Paper 2022/1320

Boosting Batch Arguments and RAM Delegation

Abstract

We show how to generically improve the succinctness of non-interactive publicly verifiable batch argument ($\mathsf{BARG}$) systems. In particular, we show (under a mild additional assumption) how to convert a $\mathsf{BARG}$ that generates proofs of length $\mathsf{poly} (m)\cdot k^{1-\epsilon}$, where $m$ is the length of a single instance and $k$ is the number of instances being batched, into one that generates proofs of length $\mathsf{poly} (m)\cdot \mathsf{poly} \log k$, which is the gold standard for succinctness of $\mathsf{BARG}$s.

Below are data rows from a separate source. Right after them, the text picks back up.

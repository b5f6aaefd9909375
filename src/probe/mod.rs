//! Stream sampling
//!
//! A probe fetches a short fragment of a stream and reduces it to a single
//! figure: the share of the fragment that is not silent.
//!
//! ```text
//! stream url → decoder process → artifact file → PCM samples → non-silent %
//! ```

pub mod ffmpeg;
pub mod silence;

use std::path::{Path, PathBuf};

use async_trait::async_trait;
use tracing::{trace, warn};

use crate::Channel;

/// Minimum share of a sample that must be audible for a stream to count as
/// having sound.
pub const SOUND_ACTIVITY_PERCENT: f64 = 10.0;

/// Outcome of sampling one channel.
#[derive(Debug, Clone, PartialEq)]
pub enum ProbeResult {
    /// No usable sample could be obtained
    Failed { reason: String },

    /// A sample was obtained and analysed
    Sampled { non_silent_percent: f64 },
}

impl ProbeResult {
    /// `None` when the probe failed.
    pub fn has_sound(&self) -> Option<bool> {
        match self {
            ProbeResult::Failed { .. } => None,
            ProbeResult::Sampled { non_silent_percent } => {
                Some(*non_silent_percent >= SOUND_ACTIVITY_PERCENT)
            }
        }
    }
}

/// Anything that can sample a channel.
#[async_trait]
pub trait AudioProbe: Send + Sync {
    async fn probe(&self, channel: &Channel) -> ProbeResult;

    /// Remove any artifacts left behind by earlier probes.
    fn cleanup(&self) {}
}

/// A temporary file owned for the duration of one probe. The file is removed
/// when the guard is dropped, whether or not it was ever created.
#[derive(Debug)]
pub struct TempArtifact {
    path: PathBuf,
}

impl TempArtifact {
    pub fn new(path: impl Into<PathBuf>) -> Self {
        Self { path: path.into() }
    }

    pub fn path(&self) -> &Path {
        &self.path
    }
}

impl Drop for TempArtifact {
    fn drop(&mut self) {
        remove_if_present(&self.path);
    }
}

pub(crate) fn remove_if_present(path: &Path) {
    match std::fs::remove_file(path) {
        Ok(()) => trace!("removed artifact {}", path.display()),
        Err(e) if e.kind() == std::io::ErrorKind::NotFound => {}
        Err(e) => warn!("could not remove artifact {}: {e}", path.display()),
    }
}
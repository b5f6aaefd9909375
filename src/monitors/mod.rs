pub mod cycle;
pub mod health;

pub use cycle::{CycleOptions, CycleReport, MonitorCycle, SummaryOutcome};
pub use health::{ChannelHealthEvaluator, DailyMode, HealthStatus};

By prior work, such $\mathsf{BARG}$s imply the existence of $\mathsf{SNARG}$s for deterministic time $T$ computation with optimal succinctness $\mathsf{poly}\log T$. Our result reduces the long-standing challenge of building publicly-verifiable delegation schemes to a much easier problem: building a batch argument system that beats the trivial construction. It also immediately implies new constructions of $\mathsf{BARG}$s and $\mathsf{SNARG}$s with polylogarithmic succinctness based on either bilinear maps or a combination of the $\mathsf{DDH}$ and $\mathsf{QR}$ assumptions. Along the way, we prove an equivalence between $\mathsf{BARG}$s and a new notion of $\mathsf{SNARG}$s for (deterministic) $\mathsf{RAM}$ computations that we call ``flexible $\mathsf{RAM}$ $\mathsf{SNARG}$s with partial input soundness." This is the first demonstration that $\mathsf{SNARG}$s for deterministic computation (of any kind) imply $\mathsf{BARG}$s. Our $\mathsf{RAM}$ $\mathsf{SNARG}$ notion is of independent interest and has already been used in a recent work on constructing rate-1 $\mathsf{BARG}$s (Devadas et. al. FOCS 2022).